Seen another way, however, Shia’s showing in “Transformers 3” is not all that relevant a factor as it initially appears—because, the production’s biggest “insurance” that it will do boffo business isn’t the star value that Shia contributes, but the visual excitement and mayhem provided by its animated Autobots, Decepticons and “stuff.”

Yes, Shia’s character provides the human touch and humanizing element that makes the production more than just an all-out, take-no-prisoners, whiz-bang, gung-ho sci-fi caper.
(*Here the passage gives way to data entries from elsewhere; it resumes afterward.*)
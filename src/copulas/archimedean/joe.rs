//! # Joe
//!
//! $$
//! \psi(s)=1-\left(1-e^{-s}\right)^{1/\theta},\qquad \psi^{-1}(u)=-\ln\left(1-(1-u)^{\theta}\right)
//! $$
//!
use rand::Rng;

use crate::copulas::archimedean::frailty;
use crate::copulas::archimedean::scaled_ln;
use crate::copulas::archimedean::signed;
use crate::copulas::archimedean::validate_params;
use crate::copulas::archimedean::ArchimedeanFamily;
use crate::copulas::archimedean::Derivative;
use crate::error::Result;
use crate::special::log1mexp;
use crate::traits::ArchimedeanExt;

#[derive(Debug, Clone, PartialEq)]
pub struct Joe {
  pub dim: usize,
  pub theta: f64,
}

impl Joe {
  pub fn new(dim: usize, theta: f64) -> Result<Self> {
    validate_params(ArchimedeanFamily::Joe, dim, theta)?;
    Ok(Self { dim, theta })
  }

  pub fn set_theta(&mut self, theta: f64) -> Result<()> {
    validate_params(ArchimedeanFamily::Joe, self.dim, theta)?;
    self.theta = theta;
    Ok(())
  }
}

impl ArchimedeanExt for Joe {
  fn family(&self) -> ArchimedeanFamily {
    ArchimedeanFamily::Joe
  }

  fn theta(&self) -> f64 {
    self.theta
  }

  fn psi(&self, s: f64) -> f64 {
    -(log1mexp(s) / self.theta).exp_m1()
  }

  fn ipsi(&self, u: f64, log: bool) -> f64 {
    let s = -(-(1.0 - u).powf(self.theta)).ln_1p();
    if log {
      s.ln()
    } else {
      s
    }
  }

  fn dipsi(&self, u: f64, degree: Derivative, log: bool) -> f64 {
    let theta = self.theta;
    let a = 1.0 - u;
    // ln(1 - a^theta)
    let ln_tail = log1mexp(-theta * a.ln());
    match degree {
      Derivative::First => signed(
        theta.ln() + scaled_ln(theta - 1.0, a) - ln_tail,
        true,
        log,
      ),
      Derivative::Second => signed(
        theta.ln() + scaled_ln(theta - 2.0, a) + (theta - 1.0 + a.powf(theta)).ln()
          - 2.0 * ln_tail,
        false,
        log,
      ),
    }
  }

  fn frailty<R: Rng + ?Sized>(&self, rng: &mut R) -> Result<f64> {
    Ok(frailty::sibuya(1.0 / self.theta, rng))
  }
}

impl_copula_ext!(Joe);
But, there are quite a number of moments, especially in the movie’s clangorous and overlong final battle, when he and the production’s other human actors virtually “disappear”—and we see only the monstrous Transformers and Decepticons fighting each other for total world domination.

LaBeouf may be a charismatic star, but not all of the charisma in the universe can wrest viewers’ attention away from the stunning sight of mechanized monsters, each the size of the Statue of Liberty, King Kong and Gargantua, fight each other to save one planet (theirs) at the expense of another (ours).

The psychological links to King Kong and Gargantua are most relevant to the movie’s impact on viewers because they tap into a powerful source and motherlode of great seminal force in terms of “iconic” cinema.


In other words, “Tranformers 3” “works” not just due to its own efforts, but because it pulls in and puts to canny psychological use all of the viewing public’s collective “sense memories” of other celebrated monsters throughout the history of film.


The “armor” and “armature” of metal and mechanized pluperfection are new, but the “monstrous” intimations and psychic reverberations are as old as the Hollywood hills.

Finally, the slam-bang way that “Transformers 3” throws in everything it’s got (and then some) to make its final battle the overloud and overlong “monstrosity” it is gives us the gut-feel that this could be the last of the film franchise’s “chapters.”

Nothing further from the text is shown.